The California Assembly voted 46-15 to pass A.B. 290, a measure that would limit dialysis provider and rehabilitation center profits operating in the state when insurance premiums are covered by third-party payers.
The bill now moves on to the state Senate for consideration.
“We need to stop third-party health care providers from profiteering by taking advantage of vulnerable and unsuspecting patients who need life-saving treatment,” Assemblyman Jim Wood, the author of A.B. 290, said in a press release. “Their profit-inflating schemes do nothing to improve the care of kidney patients or those recovering from addiction. This legislation will hold these two industries accountable while safeguarding critical financial assistance to patients in need.”
The legislation limits the amount of payment for medical services for dialysis providers and rehabilitation centers to the Medicare rate when patients have premiums paid by third-party payers, such as the American Kidney Fund.
The legislation was passed by the Assembly Health Committee on March 19 – a committee chaired by Wood – by an 11-2 vote, and the Appropriations Committee passed the bill on May 16 by a 12-3 vote. No votes were recorded on the bill from 19 legislators during the full assembly vote.
The bill is supported by Health Access California, the California Labor Federation, Service Employees International Union California, California Association of Health Plans and the Association of California Life and Health Insurance Companies, according to a press release from the California Association of Health Plans. The bill now goes to the California Senate for consideration.
The Dialysis is Life Support coalition, made up of doctors, hospitals, dialysis patients and caregivers, along with business and community groups, denounced the legislation, saying in a statement that passage of A.B. 290 “puts insurance companies one step closer to maximizing their profits while putting vulnerable dialysis patients in California at risk.”

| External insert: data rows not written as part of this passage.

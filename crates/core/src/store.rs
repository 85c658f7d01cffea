//! The time-keyed subtitle record set.
//! Records are keyed by the verbatim start token of their time-range line and
//! always come back out in lexicographic key order.

use crate::srt::scan::Scanner;
use crate::srt::SubtitleRecord;
use crate::transcribe::Transcriber;
use std::collections::BTreeMap;
use std::fs::File;
use std::io::{self, BufRead, BufReader, BufWriter, Write};
use std::path::Path;
use thiserror::Error;
use tracing::{debug, info, trace};

/// Errors surfaced by store construction, serialization, merge and annotate.
#[derive(Error, Debug)]
pub enum StoreError {
    /// The input could not be read or the output could not be written.
    #[error("I/O error: {0}")]
    Io(#[from] io::Error),

    /// The merge argument has no cue for a key of the receiving store.
    #[error("key {key} is missing from the merged store")]
    MissingKey { key: String },

    /// The transcription service failed; its error is passed through as is.
    #[error(transparent)]
    Transcription(anyhow::Error),
}

/// Cues keyed by the verbatim start token of their time-range line.
/// Built once, then only read; merge and annotate return new stores.
#[derive(Debug, Clone, Default, PartialEq)]
pub struct SubtitleStore {
    records: BTreeMap<String, SubtitleRecord>,
}

impl SubtitleStore {
    /// An empty store.
    pub fn new() -> Self {
        Self::default()
    }

    /// Wrap an existing key to record mapping without scanning anything.
    pub fn from_records(records: BTreeMap<String, SubtitleRecord>) -> Self {
        Self { records }
    }

    /// Scan the SRT file at `path`.
    pub fn from_path(path: &Path) -> Result<Self, StoreError> {
        trace!("from_path(path={})", path.display());
        let file = File::open(path)?;
        let store = Self::from_reader(BufReader::new(file))?;
        info!("read {} cues from {}", store.len(), path.display());
        Ok(store)
    }

    /// Scan any buffered reader line by line, keeping line terminators.
    /// This function should also split on lone `\r`, which `read_line` leaves inside a chunk.
    pub fn from_reader<R: BufRead>(mut reader: R) -> Result<Self, StoreError> {
        let mut scanner = Scanner::new();
        let mut line = String::new();
        loop {
            line.clear();
            if reader.read_line(&mut line)? == 0 {
                break;
            }
            scanner.feed_text(&line);
        }
        Ok(Self::from_records(scanner.finish()))
    }

    /// Scan SRT text already in memory.
    pub fn parse_str(input: &str) -> Self {
        let mut scanner = Scanner::new();
        scanner.feed_text(input);
        Self::from_records(scanner.finish())
    }

    /// Number of distinct start keys.
    pub fn len(&self) -> usize {
        self.records.len()
    }

    /// True when no cue was collected.
    pub fn is_empty(&self) -> bool {
        self.records.is_empty()
    }

    /// Look up a cue by its verbatim start token, e.g. `"00:00:03,748"`.
    pub fn get(&self, key: &str) -> Option<&SubtitleRecord> {
        self.records.get(key)
    }

    /// Start keys in lexicographic order.
    pub fn keys(&self) -> impl Iterator<Item = &str> {
        self.records.keys().map(String::as_str)
    }

    /// Key and cue pairs in lexicographic key order.
    pub fn iter(&self) -> impl Iterator<Item = (&str, &SubtitleRecord)> {
        self.records.iter().map(|(key, record)| (key.as_str(), record))
    }

    /// Render every cue followed by a newline, in key order.
    pub fn to_srt_string(&self) -> String {
        let mut out = String::new();
        for record in self.records.values() {
            out.push_str(&record.to_srt_string());
            out.push('\n');
        }
        out
    }

    /// Write [`SubtitleStore::to_srt_string`] output to `path`, replacing any existing file.
    pub fn write_srt(&self, path: &Path) -> Result<(), StoreError> {
        trace!("write_srt(path={})", path.display());
        let mut out = BufWriter::new(File::create(path)?);
        for record in self.records.values() {
            out.write_all(record.to_srt_string().as_bytes())?;
            out.write_all(b"\n")?;
        }
        out.flush()?;
        info!("wrote {} cues to {}", self.len(), path.display());
        Ok(())
    }

    /// Append `other`'s body to each of this store's cues, key by key.
    ///
    /// `other` must hold every key of `self`; the first missing key aborts
    /// the merge and no store is produced.
    pub fn merge(&self, other: &SubtitleStore) -> Result<SubtitleStore, StoreError> {
        let mut merged = BTreeMap::new();
        for (key, record) in &self.records {
            let extra = other
                .records
                .get(key)
                .ok_or_else(|| StoreError::MissingKey { key: key.clone() })?;
            let text = format!("{}{}", record.text, extra.text);
            merged.insert(
                key.clone(),
                SubtitleRecord::new(record.ordinal.clone(), record.time_frame.clone(), text),
            );
        }
        info!("merged {} cues", merged.len());
        Ok(Self::from_records(merged))
    }

    /// Append the transcription of each body to that body, one call per cue.
    pub fn annotate<T>(&self, transcriber: &T) -> Result<SubtitleStore, StoreError>
    where
        T: Transcriber + ?Sized,
    {
        let mut annotated = BTreeMap::new();
        for (key, record) in &self.records {
            let reading = transcriber
                .transcribe(&record.text)
                .map_err(|err| {
                    debug!("transcription failed for cue {key}");
                    StoreError::Transcription(err)
                })?;
            let text = format!("{}{}", record.text, reading);
            annotated.insert(
                key.clone(),
                SubtitleRecord::new(record.ordinal.clone(), record.time_frame.clone(), text),
            );
        }
        info!("annotated {} cues", annotated.len());
        Ok(Self::from_records(annotated))
    }
}
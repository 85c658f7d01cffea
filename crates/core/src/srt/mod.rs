//! This module is responsible for the SRT cue model and its time arithmetic.
//! The line scanner that builds cues from text lives in [`scan`].

use once_cell::sync::Lazy;
use regex::Regex;
use serde::{Deserialize, Serialize};

pub mod scan;

pub const SECONDS_IN_MINUTE: f64 = 60.0;
pub const SECONDS_IN_HOUR: f64 = 3600.0;

/// Number of colon-delimited groups in a usable `H:MM:SS,mmm` token.
pub const TIME_PARTS: usize = 3;

/// Matches `00:00:03,748 --> 00:00:06,901`, optionally indented with tabs.
/// Group 1 is the start token and group 2 the end token, both verbatim.
/// The start token stops at the first character that is not a digit, `:` or `,`,
/// and anything may sit between either token and the arrow.
pub(crate) static TIME_RANGE_REGEX: Lazy<Regex> = Lazy::new(|| {
    Regex::new(r"^\t*(\d[\d:,]*).*?-->.*?(\d[\d:,.]*)").expect("time range pattern is valid")
});

/// Matches a line holding nothing but a cue ordinal.
pub(crate) static ORDINAL_REGEX: Lazy<Regex> =
    Lazy::new(|| Regex::new(r"^(\d+)\r?\n?$").expect("ordinal pattern is valid"));

/// One cue: ordinal label, raw time-range line and accumulated body text.
///
/// `start_time` and `end_time` stay at zero until [`SubtitleRecord::extract_times`]
/// is called; scanning never fills them in.
#[derive(Debug, Clone, PartialEq, Serialize, Deserialize)]
pub struct SubtitleRecord {
    pub ordinal: String,
    pub time_frame: String,
    pub text: String,
    pub start_time: f64,
    pub end_time: f64,
}

impl SubtitleRecord {
    /// Build a record with both derived times at zero.
    pub fn new(
        ordinal: impl Into<String>,
        time_frame: impl Into<String>,
        text: impl Into<String>,
    ) -> Self {
        Self {
            ordinal: ordinal.into(),
            time_frame: time_frame.into(),
            text: text.into(),
            start_time: 0.0,
            end_time: 0.0,
        }
    }

    /// Derive start and end seconds from the stored time-range line.
    /// Empty or unmatched text yields `(0, 0)`; a bad token yields `0` for itself only.
    pub fn extract_times(&mut self) -> (f64, f64) {
        let (start, end) = match TIME_RANGE_REGEX.captures(&self.time_frame) {
            Some(caps) => (parse_srt_time(&caps[1]), parse_srt_time(&caps[2])),
            None => (0.0, 0.0),
        };
        self.start_time = start;
        self.end_time = end;
        (start, end)
    }

    /// Render the cue as ordinal, time frame and body glued together with no separators.
    pub fn to_srt_string(&self) -> String {
        format!("{}{}{}", self.ordinal, self.time_frame, self.text)
    }
}

/// Convert `H:M:S,mmm` to seconds, treating the comma as a decimal point.
/// Anything that does not split into exactly three numeric groups is `0`.
pub fn parse_srt_time(srt_time: &str) -> f64 {
    try_parse_srt_time(srt_time).unwrap_or(0.0)
}

fn try_parse_srt_time(srt_time: &str) -> Option<f64> {
    let parts: Vec<&str> = srt_time.trim().split(':').collect();
    if parts.len() != TIME_PARTS {
        return None;
    }
    let hours: u64 = parts[0].parse().ok()?;
    let minutes: u64 = parts[1].parse().ok()?;
    let seconds: f64 = parts[2].replace(',', ".").parse().ok()?;
    Some(seconds + SECONDS_IN_MINUTE * minutes as f64 + SECONDS_IN_HOUR * hours as f64)
}

/// Whether a start token has the `H:M:S` shape a cue needs to be opened.
pub(crate) fn has_time_parts(token: &str) -> bool {
    token.split(':').count() == TIME_PARTS
}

“Short term, A.B. 290 directly threatens the financial security of nearly 4,000 dialysis patients in California,” spokesperson Kathy Fairbanks said in a press release. “If A.B. 290 is enacted, the non-profit American Kidney Fund has stated it will be forced to stop providing assistance to patients in California, driving up the cost of care for low-income patients who rely on financial grants from the organization.
“Long term, A.B. 290 threatens dialysis clinic access for the more than 70,000 dialysis patients in California where dialysis clinics have some of the highest government quality ratings in the country. Shifting even a few patients from private insurance to government programs upsets the dialysis ecosystem and will reduce funding to dialysis clinics across the state,” she said. “Many California patients will have no choice but to dialyze in hospital emergency rooms at much higher cost to the health care system and taxpayers.”